> _Material provided_

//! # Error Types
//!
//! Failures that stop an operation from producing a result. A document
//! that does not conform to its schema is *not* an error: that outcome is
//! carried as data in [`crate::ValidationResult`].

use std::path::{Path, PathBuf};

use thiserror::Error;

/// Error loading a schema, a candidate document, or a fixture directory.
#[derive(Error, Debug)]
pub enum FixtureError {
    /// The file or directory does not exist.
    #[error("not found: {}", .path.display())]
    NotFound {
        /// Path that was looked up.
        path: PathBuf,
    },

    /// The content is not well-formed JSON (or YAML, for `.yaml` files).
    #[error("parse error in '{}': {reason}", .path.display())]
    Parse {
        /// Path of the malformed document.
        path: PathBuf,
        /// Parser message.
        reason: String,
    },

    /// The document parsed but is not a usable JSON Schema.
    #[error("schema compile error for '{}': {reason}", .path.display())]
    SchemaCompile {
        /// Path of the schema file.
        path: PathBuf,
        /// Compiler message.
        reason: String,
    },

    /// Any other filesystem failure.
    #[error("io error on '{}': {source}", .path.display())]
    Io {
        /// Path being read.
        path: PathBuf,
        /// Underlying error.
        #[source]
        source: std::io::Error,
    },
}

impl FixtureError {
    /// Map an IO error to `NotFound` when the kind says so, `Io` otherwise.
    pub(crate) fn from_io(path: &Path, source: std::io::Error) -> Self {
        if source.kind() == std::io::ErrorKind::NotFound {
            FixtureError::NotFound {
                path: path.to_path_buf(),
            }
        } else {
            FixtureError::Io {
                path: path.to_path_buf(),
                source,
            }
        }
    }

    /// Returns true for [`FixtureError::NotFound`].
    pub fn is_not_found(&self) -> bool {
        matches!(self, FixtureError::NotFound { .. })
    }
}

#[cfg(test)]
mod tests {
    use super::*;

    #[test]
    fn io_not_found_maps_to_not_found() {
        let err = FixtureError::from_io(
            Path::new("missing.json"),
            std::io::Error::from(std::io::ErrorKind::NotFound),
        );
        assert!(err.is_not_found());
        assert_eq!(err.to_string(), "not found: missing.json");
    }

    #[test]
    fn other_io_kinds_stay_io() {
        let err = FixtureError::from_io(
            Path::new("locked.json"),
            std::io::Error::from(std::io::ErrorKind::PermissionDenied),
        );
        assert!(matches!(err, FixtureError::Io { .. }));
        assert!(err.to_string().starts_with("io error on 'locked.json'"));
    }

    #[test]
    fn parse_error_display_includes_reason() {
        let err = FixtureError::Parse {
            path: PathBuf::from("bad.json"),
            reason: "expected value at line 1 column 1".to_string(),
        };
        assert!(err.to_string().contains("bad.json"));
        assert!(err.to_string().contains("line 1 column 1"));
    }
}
...
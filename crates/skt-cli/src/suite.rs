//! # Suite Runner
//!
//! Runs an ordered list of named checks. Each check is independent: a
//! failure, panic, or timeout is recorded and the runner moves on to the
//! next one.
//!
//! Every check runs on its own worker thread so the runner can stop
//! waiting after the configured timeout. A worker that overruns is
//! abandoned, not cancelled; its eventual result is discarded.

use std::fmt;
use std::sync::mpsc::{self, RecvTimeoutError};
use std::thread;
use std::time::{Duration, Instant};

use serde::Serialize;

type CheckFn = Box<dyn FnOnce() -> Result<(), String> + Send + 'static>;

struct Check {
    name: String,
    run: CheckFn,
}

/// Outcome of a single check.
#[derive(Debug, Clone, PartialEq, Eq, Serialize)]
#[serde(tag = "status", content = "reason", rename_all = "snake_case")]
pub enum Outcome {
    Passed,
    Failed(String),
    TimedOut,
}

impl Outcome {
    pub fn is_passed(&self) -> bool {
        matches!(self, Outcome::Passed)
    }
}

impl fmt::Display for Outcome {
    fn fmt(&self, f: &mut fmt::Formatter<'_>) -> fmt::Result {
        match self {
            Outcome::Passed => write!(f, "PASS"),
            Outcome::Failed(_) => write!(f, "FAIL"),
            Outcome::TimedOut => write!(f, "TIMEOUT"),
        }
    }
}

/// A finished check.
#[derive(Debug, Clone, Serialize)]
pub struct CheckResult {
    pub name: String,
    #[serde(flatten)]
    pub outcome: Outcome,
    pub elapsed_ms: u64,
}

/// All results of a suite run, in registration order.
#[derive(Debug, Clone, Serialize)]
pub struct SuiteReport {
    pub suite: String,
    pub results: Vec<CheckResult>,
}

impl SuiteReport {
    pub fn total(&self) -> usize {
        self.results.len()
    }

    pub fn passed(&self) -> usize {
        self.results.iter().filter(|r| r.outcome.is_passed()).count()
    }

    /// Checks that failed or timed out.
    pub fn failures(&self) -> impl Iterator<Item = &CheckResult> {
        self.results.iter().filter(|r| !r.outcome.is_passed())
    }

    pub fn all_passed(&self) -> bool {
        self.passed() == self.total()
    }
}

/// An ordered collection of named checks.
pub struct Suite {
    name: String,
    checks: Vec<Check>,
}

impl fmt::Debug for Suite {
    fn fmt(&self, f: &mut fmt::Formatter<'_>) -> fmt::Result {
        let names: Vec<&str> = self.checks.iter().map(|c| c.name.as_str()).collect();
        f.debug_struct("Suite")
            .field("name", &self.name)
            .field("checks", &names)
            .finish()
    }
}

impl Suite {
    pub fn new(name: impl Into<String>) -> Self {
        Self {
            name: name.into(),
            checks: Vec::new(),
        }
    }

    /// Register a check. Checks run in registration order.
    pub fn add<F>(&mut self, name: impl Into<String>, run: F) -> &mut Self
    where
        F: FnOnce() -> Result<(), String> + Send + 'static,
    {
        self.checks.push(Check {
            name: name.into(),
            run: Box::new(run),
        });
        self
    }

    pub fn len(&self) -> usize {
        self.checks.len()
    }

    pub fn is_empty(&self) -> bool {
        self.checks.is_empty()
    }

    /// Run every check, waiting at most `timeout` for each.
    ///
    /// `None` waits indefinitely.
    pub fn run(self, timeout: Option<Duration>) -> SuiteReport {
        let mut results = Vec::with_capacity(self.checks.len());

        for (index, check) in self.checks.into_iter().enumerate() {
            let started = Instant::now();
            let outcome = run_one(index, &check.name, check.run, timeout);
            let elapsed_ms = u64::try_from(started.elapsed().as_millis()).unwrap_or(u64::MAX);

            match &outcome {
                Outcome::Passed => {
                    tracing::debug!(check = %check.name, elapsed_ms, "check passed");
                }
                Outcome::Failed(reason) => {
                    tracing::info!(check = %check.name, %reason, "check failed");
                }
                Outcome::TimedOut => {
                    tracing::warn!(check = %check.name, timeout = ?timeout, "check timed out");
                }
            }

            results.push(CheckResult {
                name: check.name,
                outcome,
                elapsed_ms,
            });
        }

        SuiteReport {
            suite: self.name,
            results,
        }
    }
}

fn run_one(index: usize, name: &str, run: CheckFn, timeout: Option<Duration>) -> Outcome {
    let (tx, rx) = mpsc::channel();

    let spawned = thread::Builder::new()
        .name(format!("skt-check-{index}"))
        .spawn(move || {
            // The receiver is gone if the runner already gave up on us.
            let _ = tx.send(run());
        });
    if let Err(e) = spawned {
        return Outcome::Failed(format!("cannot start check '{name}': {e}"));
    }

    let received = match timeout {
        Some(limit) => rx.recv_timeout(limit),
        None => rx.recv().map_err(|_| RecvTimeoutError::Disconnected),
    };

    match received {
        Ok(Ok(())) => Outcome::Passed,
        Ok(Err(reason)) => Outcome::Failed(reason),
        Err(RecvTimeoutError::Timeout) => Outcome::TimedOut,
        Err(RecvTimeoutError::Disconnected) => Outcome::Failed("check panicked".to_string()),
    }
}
...
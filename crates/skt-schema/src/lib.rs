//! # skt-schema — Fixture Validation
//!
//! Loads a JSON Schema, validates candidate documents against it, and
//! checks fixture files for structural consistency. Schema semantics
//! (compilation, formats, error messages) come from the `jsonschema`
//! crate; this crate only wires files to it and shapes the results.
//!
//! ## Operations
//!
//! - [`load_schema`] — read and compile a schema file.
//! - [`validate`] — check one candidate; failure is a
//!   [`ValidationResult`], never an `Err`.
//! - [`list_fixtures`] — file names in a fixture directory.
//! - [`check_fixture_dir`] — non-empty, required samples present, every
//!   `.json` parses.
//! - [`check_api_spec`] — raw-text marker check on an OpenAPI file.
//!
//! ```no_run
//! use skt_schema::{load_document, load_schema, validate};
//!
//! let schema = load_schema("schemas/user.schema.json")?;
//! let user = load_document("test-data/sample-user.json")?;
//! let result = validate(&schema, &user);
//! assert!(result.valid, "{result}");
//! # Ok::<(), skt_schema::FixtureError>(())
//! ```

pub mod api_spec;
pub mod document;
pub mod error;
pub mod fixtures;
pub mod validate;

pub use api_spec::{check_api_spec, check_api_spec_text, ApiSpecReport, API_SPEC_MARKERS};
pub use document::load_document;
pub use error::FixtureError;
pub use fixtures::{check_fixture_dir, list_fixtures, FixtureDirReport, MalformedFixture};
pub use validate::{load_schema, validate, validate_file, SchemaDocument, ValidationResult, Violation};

> _Required action_
The answer must consist of every line from the entries that holds the string "candidate".

> _Response below_
/// Error loading a schema, a candidate document, or a fixture directory.
//! Loads a JSON Schema, validates candidate documents against it, and
//! - [`validate`] — check one candidate; failure is a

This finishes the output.